--- Instructions to follow ---
One number is the whole answer: the tally of lines in the records that include the word "crate".

--- Input data ---
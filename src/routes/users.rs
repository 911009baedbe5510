// SPDX-License-Identifier: MIT
// Copyright 2026 Roland Dreier <roland@rolandd.dev>

//! Creator listing and lookup.

use crate::error::{AppError, Result};
use crate::models::{User, UserSort};
use crate::time_utils::format_utc_rfc3339;
use crate::AppState;
use axum::{
    extract::{Query, State},
    response::{IntoResponse, Response},
    routing::get,
    Json, Router,
};
use serde::{Deserialize, Serialize};
use std::sync::Arc;
#[cfg(feature = "binding-generation")]
use ts_rs::TS;

pub fn routes() -> Router<Arc<AppState>> {
    Router::new().route("/api/users", get(get_users))
}

#[derive(Deserialize)]
#[serde(rename_all = "camelCase")]
struct UsersQuery {
    page: Option<u32>,
    page_size: Option<u32>,
    sort_by: Option<String>,
    /// Single-user lookup by handle; overrides the listing parameters
    unique_id: Option<String>,
}

#[derive(Serialize, Clone, Debug)]
#[cfg_attr(feature = "binding-generation", derive(TS))]
#[cfg_attr(
    feature = "binding-generation",
    ts(export, export_to = "web/src/lib/generated/")
)]
pub struct UserSummary {
    pub id: String,
    pub unique_id: String,
    pub nickname: Option<String>,
    pub avatar: Option<String>,
    #[cfg_attr(feature = "binding-generation", ts(type = "number"))]
    pub followers: u64,
    #[cfg_attr(feature = "binding-generation", ts(type = "number"))]
    pub following: u64,
    #[cfg_attr(feature = "binding-generation", ts(type = "number"))]
    pub hearts: u64,
    #[cfg_attr(feature = "binding-generation", ts(type = "number"))]
    pub videos: u64,
    pub last_media_updated: Option<String>,
    pub last_video_activity: Option<String>,
}

impl From<User> for UserSummary {
    fn from(user: User) -> Self {
        Self {
            id: user.id,
            unique_id: user.unique_id,
            nickname: user.nickname,
            avatar: user.avatar,
            followers: user.followers,
            following: user.following,
            hearts: user.hearts,
            videos: user.videos,
            last_media_updated: user.last_media_updated.map(format_utc_rfc3339),
            last_video_activity: user.last_video_activity.map(format_utc_rfc3339),
        }
    }
}

#[derive(Serialize)]
#[cfg_attr(feature = "binding-generation", derive(TS))]
#[cfg_attr(
    feature = "binding-generation",
    ts(export, export_to = "web/src/lib/generated/")
)]
pub struct UserResponse {
    pub user: UserSummary,
}

#[derive(Serialize)]
#[cfg_attr(feature = "binding-generation", derive(TS))]
#[cfg_attr(
    feature = "binding-generation",
    ts(export, export_to = "web/src/lib/generated/")
)]
#[serde(rename_all = "camelCase")]
pub struct UsersResponse {
    pub users: Vec<UserSummary>,
    #[cfg_attr(feature = "binding-generation", ts(type = "number"))]
    pub total_users: u64,
}

/// List creators, or look one up with `uniqueId`.
async fn get_users(
    State(state): State<Arc<AppState>>,
    Query(params): Query<UsersQuery>,
) -> Result<Response> {
    if let Some(unique_id) = params.unique_id.filter(|id| !id.is_empty()) {
        tracing::debug!(unique_id = %unique_id, "Fetching user");
        let user = state.catalog.get_user(&unique_id).await?;
        return Ok(Json(UserResponse { user: user.into() }).into_response());
    }

    let sort = params
        .sort_by
        .as_deref()
        .map(str::parse::<UserSort>)
        .transpose()
        .map_err(AppError::BadRequest)?
        .unwrap_or_default();

    tracing::debug!(page = ?params.page, page_size = ?params.page_size, sort = sort.field(), "Listing users");

    let page = state
        .catalog
        .list_users(params.page, params.page_size, sort)
        .await?;

    Ok(Json(UsersResponse {
        total_users: page.total,
        users: page.items.into_iter().map(UserSummary::from).collect(),
    })
    .into_response())
}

--- Exercise response ---
4